ASSIGNMENT —
Every entry below must be copied exactly, with nothing left out.
-------- RECORDS FOR THIS TASK
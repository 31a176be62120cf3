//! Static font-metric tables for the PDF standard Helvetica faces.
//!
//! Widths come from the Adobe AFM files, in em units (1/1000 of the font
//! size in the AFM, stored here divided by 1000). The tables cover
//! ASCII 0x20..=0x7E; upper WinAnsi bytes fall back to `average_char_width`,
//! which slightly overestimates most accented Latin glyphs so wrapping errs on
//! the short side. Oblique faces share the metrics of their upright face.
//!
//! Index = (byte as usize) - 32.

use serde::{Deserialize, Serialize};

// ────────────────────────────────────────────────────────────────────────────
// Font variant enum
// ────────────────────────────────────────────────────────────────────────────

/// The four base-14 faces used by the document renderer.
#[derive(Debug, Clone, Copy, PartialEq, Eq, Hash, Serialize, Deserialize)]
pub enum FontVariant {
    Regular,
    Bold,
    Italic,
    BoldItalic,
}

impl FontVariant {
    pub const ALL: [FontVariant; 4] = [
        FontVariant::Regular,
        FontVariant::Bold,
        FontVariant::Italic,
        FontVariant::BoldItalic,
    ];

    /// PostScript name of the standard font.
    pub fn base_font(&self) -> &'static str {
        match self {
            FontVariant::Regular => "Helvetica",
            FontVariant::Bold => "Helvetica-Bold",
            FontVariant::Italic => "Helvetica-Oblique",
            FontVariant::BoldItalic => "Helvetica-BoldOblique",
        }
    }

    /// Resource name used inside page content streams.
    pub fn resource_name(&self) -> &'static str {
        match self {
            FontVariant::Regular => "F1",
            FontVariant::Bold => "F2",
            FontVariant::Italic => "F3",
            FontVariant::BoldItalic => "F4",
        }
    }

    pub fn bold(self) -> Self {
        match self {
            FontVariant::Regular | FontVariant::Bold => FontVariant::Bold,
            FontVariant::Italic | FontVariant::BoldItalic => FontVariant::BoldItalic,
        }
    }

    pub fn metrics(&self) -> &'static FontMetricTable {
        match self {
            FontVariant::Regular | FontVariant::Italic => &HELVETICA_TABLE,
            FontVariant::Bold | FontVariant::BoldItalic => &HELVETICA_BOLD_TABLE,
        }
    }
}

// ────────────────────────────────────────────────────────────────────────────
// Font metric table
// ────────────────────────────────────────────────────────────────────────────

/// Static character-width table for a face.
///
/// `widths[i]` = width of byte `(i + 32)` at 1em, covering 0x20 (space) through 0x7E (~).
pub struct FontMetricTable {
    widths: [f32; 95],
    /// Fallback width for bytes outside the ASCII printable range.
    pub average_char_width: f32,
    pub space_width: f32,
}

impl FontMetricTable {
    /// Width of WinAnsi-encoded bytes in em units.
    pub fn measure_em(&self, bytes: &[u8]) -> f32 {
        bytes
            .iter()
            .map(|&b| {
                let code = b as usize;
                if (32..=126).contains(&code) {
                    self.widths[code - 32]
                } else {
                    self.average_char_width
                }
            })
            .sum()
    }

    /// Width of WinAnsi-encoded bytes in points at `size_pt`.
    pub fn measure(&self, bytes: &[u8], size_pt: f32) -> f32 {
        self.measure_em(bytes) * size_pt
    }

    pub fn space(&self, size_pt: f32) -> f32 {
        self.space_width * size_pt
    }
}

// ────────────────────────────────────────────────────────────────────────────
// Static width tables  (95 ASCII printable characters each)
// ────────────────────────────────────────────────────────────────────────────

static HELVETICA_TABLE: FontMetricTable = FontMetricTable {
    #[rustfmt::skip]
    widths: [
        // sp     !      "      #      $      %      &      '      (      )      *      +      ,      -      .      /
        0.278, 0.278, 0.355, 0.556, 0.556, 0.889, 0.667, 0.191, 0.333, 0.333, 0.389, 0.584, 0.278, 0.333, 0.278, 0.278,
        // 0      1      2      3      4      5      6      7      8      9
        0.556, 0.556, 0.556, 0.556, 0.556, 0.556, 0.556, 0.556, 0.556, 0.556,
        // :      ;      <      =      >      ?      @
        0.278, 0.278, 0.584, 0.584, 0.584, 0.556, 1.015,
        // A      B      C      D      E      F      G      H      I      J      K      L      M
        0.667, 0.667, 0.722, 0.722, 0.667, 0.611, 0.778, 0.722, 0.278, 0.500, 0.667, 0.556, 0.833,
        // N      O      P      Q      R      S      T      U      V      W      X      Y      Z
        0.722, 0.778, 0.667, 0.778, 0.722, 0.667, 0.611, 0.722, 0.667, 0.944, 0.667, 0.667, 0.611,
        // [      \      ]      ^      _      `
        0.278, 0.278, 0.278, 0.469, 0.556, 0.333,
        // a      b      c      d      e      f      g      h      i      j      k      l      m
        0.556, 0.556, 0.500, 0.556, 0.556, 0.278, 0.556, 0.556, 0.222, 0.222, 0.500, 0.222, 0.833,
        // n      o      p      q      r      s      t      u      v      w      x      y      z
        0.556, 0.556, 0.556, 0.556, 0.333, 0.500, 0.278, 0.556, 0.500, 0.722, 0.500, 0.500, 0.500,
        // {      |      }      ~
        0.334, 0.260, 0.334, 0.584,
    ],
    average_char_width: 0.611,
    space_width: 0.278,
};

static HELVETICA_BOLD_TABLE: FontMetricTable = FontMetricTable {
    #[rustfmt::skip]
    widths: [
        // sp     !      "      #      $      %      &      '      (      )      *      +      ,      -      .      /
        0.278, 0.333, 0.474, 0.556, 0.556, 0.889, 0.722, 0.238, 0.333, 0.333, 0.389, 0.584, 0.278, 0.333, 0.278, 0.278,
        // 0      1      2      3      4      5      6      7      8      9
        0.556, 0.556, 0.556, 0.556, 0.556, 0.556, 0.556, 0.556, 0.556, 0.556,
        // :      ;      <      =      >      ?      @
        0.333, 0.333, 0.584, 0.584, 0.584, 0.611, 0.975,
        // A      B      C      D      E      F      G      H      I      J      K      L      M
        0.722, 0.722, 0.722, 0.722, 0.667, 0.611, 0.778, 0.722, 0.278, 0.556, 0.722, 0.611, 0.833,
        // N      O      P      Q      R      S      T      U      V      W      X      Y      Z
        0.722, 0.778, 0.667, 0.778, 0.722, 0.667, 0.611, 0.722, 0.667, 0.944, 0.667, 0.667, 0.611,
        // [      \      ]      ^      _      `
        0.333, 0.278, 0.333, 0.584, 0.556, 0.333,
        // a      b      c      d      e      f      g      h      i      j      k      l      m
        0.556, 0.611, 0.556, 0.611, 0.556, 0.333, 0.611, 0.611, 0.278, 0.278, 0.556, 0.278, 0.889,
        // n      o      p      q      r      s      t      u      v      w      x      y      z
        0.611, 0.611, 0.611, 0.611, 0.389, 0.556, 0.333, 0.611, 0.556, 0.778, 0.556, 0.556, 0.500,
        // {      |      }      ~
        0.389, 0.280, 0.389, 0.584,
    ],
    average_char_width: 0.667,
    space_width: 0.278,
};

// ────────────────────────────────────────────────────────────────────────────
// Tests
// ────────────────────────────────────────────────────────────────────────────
----------------
RESPONSE TO THE TASK —
repository 31a176be62120cf3
//! Static font-metric tables for the PDF standard Helvetica faces.
//!
//! Widths come from the Adobe AFM files, in em units (1/1000 of the font
//! size in the AFM, stored here divided by 1000). The tables cover
//! ASCII 0x20..=0x7E; upper WinAnsi bytes fall back to `average_char_width`,
//! which slightly overestimates most accented Latin glyphs so wrapping errs on
//! the short side. Oblique faces share the metrics of their upright face.
//!
//! Index = (byte as usize) - 32.

use serde::{Deserialize, Serialize};

// ────────────────────────────────────────────────────────────────────────────
// Font variant enum
// ────────────────────────────────────────────────────────────────────────────

/// The four base-14 faces used by the document renderer.
#[derive(Debug, Clone, Copy, PartialEq, Eq, Hash, Serialize, Deserialize)]
pub enum FontVariant {
    Regular,
    Bold,
    Italic,
    BoldItalic,
}

impl FontVariant {
    pub const ALL: [FontVariant; 4] = [
        FontVariant::Regular,
        FontVariant::Bold,
        FontVariant::Italic,
        FontVariant::BoldItalic,
    ];

    /// PostScript name of the standard font.
    pub fn base_font(&self) -> &'static str {
        match self {
            FontVariant::Regular => "Helvetica",
            FontVariant::Bold => "Helvetica-Bold",
            FontVariant::Italic => "Helvetica-Oblique",
            FontVariant::BoldItalic => "Helvetica-BoldOblique",
        }
    }

    /// Resource name used inside page content streams.
    pub fn resource_name(&self) -> &'static str {
        match self {
            FontVariant::Regular => "F1",
            FontVariant::Bold => "F2",
            FontVariant::Italic => "F3",
            FontVariant::BoldItalic => "F4",
        }
    }

    pub fn bold(self) -> Self {
        match self {
            FontVariant::Regular | FontVariant::Bold => FontVariant::Bold,
            FontVariant::Italic | FontVariant::BoldItalic => FontVariant::BoldItalic,
        }
    }

    pub fn metrics(&self) -> &'static FontMetricTable {
        match self {
            FontVariant::Regular | FontVariant::Italic => &HELVETICA_TABLE,
            FontVariant::Bold | FontVariant::BoldItalic => &HELVETICA_BOLD_TABLE,
        }
    }
}

// ────────────────────────────────────────────────────────────────────────────
// Font metric table
// ────────────────────────────────────────────────────────────────────────────

/// Static character-width table for a face.
///
/// `widths[i]` = width of byte `(i + 32)` at 1em, covering 0x20 (space) through 0x7E (~).
pub struct FontMetricTable {
    widths: [f32; 95],
    /// Fallback width for bytes outside the ASCII printable range.
    pub average_char_width: f32,
    pub space_width: f32,
}

impl FontMetricTable {
    /// Width of WinAnsi-encoded bytes in em units.
    pub fn measure_em(&self, bytes: &[u8]) -> f32 {
        bytes
            .iter()
            .map(|&b| {
                let code = b as usize;
                if (32..=126).contains(&code) {
                    self.widths[code - 32]
                } else {
                    self.average_char_width
                }
            })
            .sum()
    }

    /// Width of WinAnsi-encoded bytes in points at `size_pt`.
    pub fn measure(&self, bytes: &[u8], size_pt: f32) -> f32 {
        self.measure_em(bytes) * size_pt
    }

    pub fn space(&self, size_pt: f32) -> f32 {
        self.space_width * size_pt
    }
}

// ────────────────────────────────────────────────────────────────────────────
// Static width tables  (95 ASCII printable characters each)
// ────────────────────────────────────────────────────────────────────────────

static HELVETICA_TABLE: FontMetricTable = FontMetricTable {
    #[rustfmt::skip]
    widths: [
        // sp     !      "      #      $      %      &      '      (      )      *      +      ,      -      .      /
        0.278, 0.278, 0.355, 0.556, 0.556, 0.889, 0.667, 0.191, 0.333, 0.333, 0.389, 0.584, 0.278, 0.333, 0.278, 0.278,
        // 0      1      2      3      4      5      6      7      8      9
        0.556, 0.556, 0.556, 0.556, 0.556, 0.556, 0.556, 0.556, 0.556, 0.556,
        // :      ;      <      =      >      ?      @
        0.278, 0.278, 0.584, 0.584, 0.584, 0.556, 1.015,
        // A      B      C      D      E      F      G      H      I      J      K      L      M
        0.667, 0.667, 0.722, 0.722, 0.667, 0.611, 0.778, 0.722, 0.278, 0.500, 0.667, 0.556, 0.833,
        // N      O      P      Q      R      S      T      U      V      W      X      Y      Z
        0.722, 0.778, 0.667, 0.778, 0.722, 0.667, 0.611, 0.722, 0.667, 0.944, 0.667, 0.667, 0.611,
        // [      \      ]      ^      _      `
        0.278, 0.278, 0.278, 0.469, 0.556, 0.333,
        // a      b      c      d      e      f      g      h      i      j      k      l      m
        0.556, 0.556, 0.500, 0.556, 0.556, 0.278, 0.556, 0.556, 0.222, 0.222, 0.500, 0.222, 0.833,
        // n      o      p      q      r      s      t      u      v      w      x      y      z
        0.556, 0.556, 0.556, 0.556, 0.333, 0.500, 0.278, 0.556, 0.500, 0.722, 0.500, 0.500, 0.500,
        // {      |      }      ~
        0.334, 0.260, 0.334, 0.584,
    ],
    average_char_width: 0.611,
    space_width: 0.278,
};

static HELVETICA_BOLD_TABLE: FontMetricTable = FontMetricTable {
    #[rustfmt::skip]
    widths: [
        // sp     !      "      #      $      %      &      '      (      )      *      +      ,      -      .      /
        0.278, 0.333, 0.474, 0.556, 0.556, 0.889, 0.722, 0.238, 0.333, 0.333, 0.389, 0.584, 0.278, 0.333, 0.278, 0.278,
        // 0      1      2      3      4      5      6      7      8      9
        0.556, 0.556, 0.556, 0.556, 0.556, 0.556, 0.556, 0.556, 0.556, 0.556,
        // :      ;      <      =      >      ?      @
        0.333, 0.333, 0.584, 0.584, 0.584, 0.611, 0.975,
        // A      B      C      D      E      F      G      H      I      J      K      L      M
        0.722, 0.722, 0.722, 0.722, 0.667, 0.611, 0.778, 0.722, 0.278, 0.556, 0.722, 0.611, 0.833,
        // N      O      P      Q      R      S      T      U      V      W      X      Y      Z
        0.722, 0.778, 0.667, 0.778, 0.722, 0.667, 0.611, 0.722, 0.667, 0.944, 0.667, 0.667, 0.611,
        // [      \      ]      ^      _      `
        0.333, 0.278, 0.333, 0.584, 0.556, 0.333,
        // a      b      c      d      e      f      g      h      i      j      k      l      m
        0.556, 0.611, 0.556, 0.611, 0.556, 0.333, 0.611, 0.611, 0.278, 0.278, 0.556, 0.278, 0.889,
        // n      o      p      q      r      s      t      u      v      w      x      y      z
        0.611, 0.611, 0.611, 0.611, 0.389, 0.556, 0.333, 0.611, 0.556, 0.778, 0.556, 0.556, 0.500,
        // {      |      }      ~
        0.389, 0.280, 0.389, 0.584,
    ],
    average_char_width: 0.667,
    space_width: 0.278,
};

// ────────────────────────────────────────────────────────────────────────────
// Tests
// ────────────────────────────────────────────────────────────────────────────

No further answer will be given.